The listing of Navalny and his associates came as an alleged abduction case shone a spotlight on a Russian political figure who Kremlin critics and rights activists say is an actual extremist -- Ramzan Kadyrov, the former rebel Putin picked to lead the North Caucasus region of Chechnya nearly 15 years ago, in 2007.

'Unjustly Detained'

Dozens of relatives of critics of Kadyrov were abducted in late December, according to Amnesty International, including members of the family of Abubakar Yangulbayev, a lawyer for the Committee Against Torture, a Russian rights groups that has exposed alleged abuses by security forces controlled by Kadyrov.

On January 20, Yangulbayev's mother, Zarema Yangulbayeva, who also goes by the last name Musayeva, was taken from her apartment in Nizhny Novgorod, hundreds of kilometers from Chechnya, by masked men who said they were Chechen police.

Zarema Yangulbayeva

The following day, Kadyrov said that Yangulbayeva would be imprisoned, alleging that she attacked a law enforcement officer. The Kremlin-backed regional leader also said that Chechen authorities "will take care of" her son Abubakar and that her entire family could find themselves "either in jail or underground."

Yangulbayeva is now jailed in Chechnya.

Yangulbayev, who is no longer in Russia, aired a video message in which he urged Putin to replace Kadyrov with a "normal" person.

Putin has not mentioned the matter in public. His spokesman, Peskov, said on January 21 that the Kremlin had no information about what relatives said was Yangulbayeva's abduction and "prefer not to believe" it occurred.

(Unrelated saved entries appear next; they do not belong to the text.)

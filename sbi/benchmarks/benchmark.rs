use std::{fmt, str::FromStr};

use sbi_simulators::{
    BatchShape, RandomSource, SampleRecord, SequentialSimulator, SimulationTelemetry, Simulator,
};
use serde::{Deserialize, Serialize};
use tracing::debug;

use crate::{bernoulli_glm_raw, error::BenchmarkError};

/// Static description of a benchmark task.
#[derive(Debug, Clone, PartialEq, Eq, Serialize, Deserialize)]
pub struct BenchmarkInfo {
    /// Registered task name.
    pub name: String,
    /// Whether the task simulator produces whole batches per call.
    pub simulator_is_batched: bool,
    /// Human readable parameter names, in parameter-vector order.
    pub parameter_names: Vec<String>,
    /// Configurator mode the task supports.
    pub configurator_info: String,
}

/// Registered benchmark tasks.
#[derive(Debug, Clone, Copy, PartialEq, Eq, Hash, Serialize, Deserialize)]
#[serde(rename_all = "snake_case")]
pub enum Benchmark {
    /// Bernoulli GLM with raw binary observations.
    BernoulliGlmRaw,
}

impl Benchmark {
    /// Every registered task.
    pub const ALL: [Self; 1] = [Self::BernoulliGlmRaw];

    /// Registered name.
    #[must_use]
    pub const fn name(self) -> &'static str {
        match self {
            Self::BernoulliGlmRaw => bernoulli_glm_raw::NAME,
        }
    }

    /// Looks a task up by name.
    pub fn from_name(name: &str) -> Result<Self, BenchmarkError> {
        Self::ALL
            .into_iter()
            .find(|task| task.name() == name)
            .ok_or_else(|| BenchmarkError::UnknownTask {
                name: name.to_string(),
            })
    }

    /// Task metadata.
    #[must_use]
    pub fn info(self) -> BenchmarkInfo {
        match self {
            Self::BernoulliGlmRaw => bernoulli_glm_raw::info(),
        }
    }

    /// Default number of observations per simulated data set.
    #[must_use]
    pub const fn default_num_observations(self) -> usize {
        match self {
            Self::BernoulliGlmRaw => bernoulli_glm_raw::DEFAULT_NUM_OBSERVATIONS,
        }
    }

    /// Prior and simulator chained into one simulator that emits `prior_draws` and
    /// `sim_data`.
    #[must_use]
    pub fn pipeline(self, rng: RandomSource, num_observations: usize) -> SequentialSimulator {
        debug!(task = self.name(), num_observations, seed = ?rng.seed(), "building task pipeline");
        match self {
            Self::BernoulliGlmRaw => bernoulli_glm_raw::simulator_pipeline(rng, num_observations),
        }
    }

    /// Samples `batch_shape` forward draws through the task pipeline.
    ///
    /// Shapes without elements are rejected, since configurators need the task's
    /// fields to be present.
    pub fn simulate(
        self,
        batch_shape: &BatchShape,
        rng: RandomSource,
        num_observations: usize,
        telemetry: Option<&SimulationTelemetry>,
    ) -> Result<SampleRecord, BenchmarkError> {
        if batch_shape.num_elements() == 0 {
            return Err(BenchmarkError::EmptyBatch {
                batch_shape: batch_shape.to_string(),
            });
        }
        let mut pipeline = self.pipeline(rng, num_observations);
        if let Some(telemetry) = telemetry {
            pipeline = pipeline.with_telemetry(telemetry.clone());
        }
        Ok(pipeline.sample(batch_shape, &SampleRecord::new())?)
    }

    /// Runs the task configurator.
    pub fn configure(
        self,
        forward: &SampleRecord,
        mode: &str,
        as_summary_condition: bool,
    ) -> Result<SampleRecord, BenchmarkError> {
        match self {
            Self::BernoulliGlmRaw => {
                bernoulli_glm_raw::configurator(forward, mode, as_summary_condition)
            }
        }
    }
}

impl fmt::Display for Benchmark {
    fn fmt(&self, f: &mut fmt::Formatter<'_>) -> fmt::Result {
        f.write_str(self.name())
    }
}

impl FromStr for Benchmark {
    type Err = BenchmarkError;

    fn from_str(s: &str) -> Result<Self, Self::Err> {
        Self::from_name(s.trim())
    }
}

#[cfg(test)]
mod tests {
    use super::*;

    #[test]
    fn lookup_by_name() {
        assert_eq!(
            "bernoulli_glm_raw".parse::<Benchmark>().unwrap(),
            Benchmark::BernoulliGlmRaw
        );
        let err = Benchmark::from_name("two_moons").unwrap_err();
        assert!(matches!(err, BenchmarkError::UnknownTask { ref name } if name == "two_moons"));
    }

    #[test]
    fn info_lists_parameter_names() {
        let info = Benchmark::BernoulliGlmRaw.info();
        assert!(!info.simulator_is_batched);
        assert_eq!(info.configurator_info, "posterior");
        assert_eq!(info.parameter_names.len(), 10);
        assert_eq!(info.parameter_names[0], "beta");
        assert_eq!(info.parameter_names[9], "f_9");
        let json = serde_json::to_value(&info).unwrap();
        assert_eq!(json["name"], "bernoulli_glm_raw");
    }

    #[test]
    fn pipeline_and_configurator_work_together() {
        let task = Benchmark::BernoulliGlmRaw;
        let forward = task.pipeline(RandomSource::seeded(4), 8).simulate(3).unwrap();
        let configured = task.configure(&forward, "posterior", false).unwrap();
        assert_eq!(configured["parameters"].shape(), &[3, 10]);
        assert_eq!(configured["summary_conditions"].shape(), &[3, 8]);
        assert!(matches!(
            task.configure(&forward, "joint", false),
            Err(BenchmarkError::UnsupportedMode { .. })
        ));
    }

    #[test]
    fn simulate_matches_the_seeded_pipeline() {
        let task = Benchmark::BernoulliGlmRaw;
        let shape = BatchShape::count(2);
        let direct = task
            .simulate(&shape, RandomSource::seeded(9), 5, None)
            .unwrap();
        let piped = task.pipeline(RandomSource::seeded(9), 5).simulate(2).unwrap();
        assert_eq!(direct.field_names(), vec!["prior_draws", "sim_data"]);
        assert_eq!(direct["sim_data"].shape(), &[2, 5]);
        assert_eq!(direct["sim_data"].to_f64_vec(), piped["sim_data"].to_f64_vec());
    }

    #[test]
    fn empty_batches_are_rejected() {
        let err = Benchmark::BernoulliGlmRaw
            .simulate(&BatchShape::count(0), RandomSource::seeded(1), 5, None)
            .unwrap_err();
        assert!(matches!(
            err,
            BenchmarkError::EmptyBatch { ref batch_shape } if batch_shape == "(0,)"
        ));
        assert!(err.to_string().contains("no draws"));
    }
}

Amnesty International also urged Russian officials to take action, asking, "Will Russia's federal authorities again ignore the developments in Chechnya and pretend that they are not aware of attempts by the Chechen authorities to muzzle their critics by criminal acts and abductions of their relatives?"

Rights groups charge that Kadyrov frequently flouts Russian law, rules Chechnya through fear and oppression, and should be held responsible for widespread abuses carried out by forces he controls. Kremlin critics say that Putin is unwilling or unable to rein in Kadyrov -- or both.

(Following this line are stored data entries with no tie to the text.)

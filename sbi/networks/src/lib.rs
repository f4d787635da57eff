#![deny(
    clippy::all,
    clippy::pedantic,
    clippy::nursery,
    rust_2018_idioms,
    missing_docs
)]

//! Forward-only network layers: dense layers and a small residual network.

/// Dense layers and activations.
#[path = "../dense.rs"]
pub mod dense;

/// Residual network.
#[path = "../resnet.rs"]
pub mod resnet;

/// Network errors.
#[path = "../error.rs"]
pub mod error;

pub use dense::{Activation, Dense};
pub use error::NetworkError;
pub use resnet::{ResNet, ResNetConfig};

In a statement on January 27, the U.S. State Department condemned what it said was the forcible transfer of Yangulbayeva to Chechnya, as well as "dozens of reported abductions and arbitrary detentions in recent weeks targeting the relatives of Chechen human rights defenders and dissidents," and called for "the immediate release of all who have been unjustly detained."

"We call on Russian federal authorities to refrain from enabling repressive acts...originating in Chechnya and to bring those responsible for continuing egregious human rights violations in Chechnya to justice consistent with the law of the Russian Federation and Russia's international human rights obligations," State Department spokesman Ned Price said.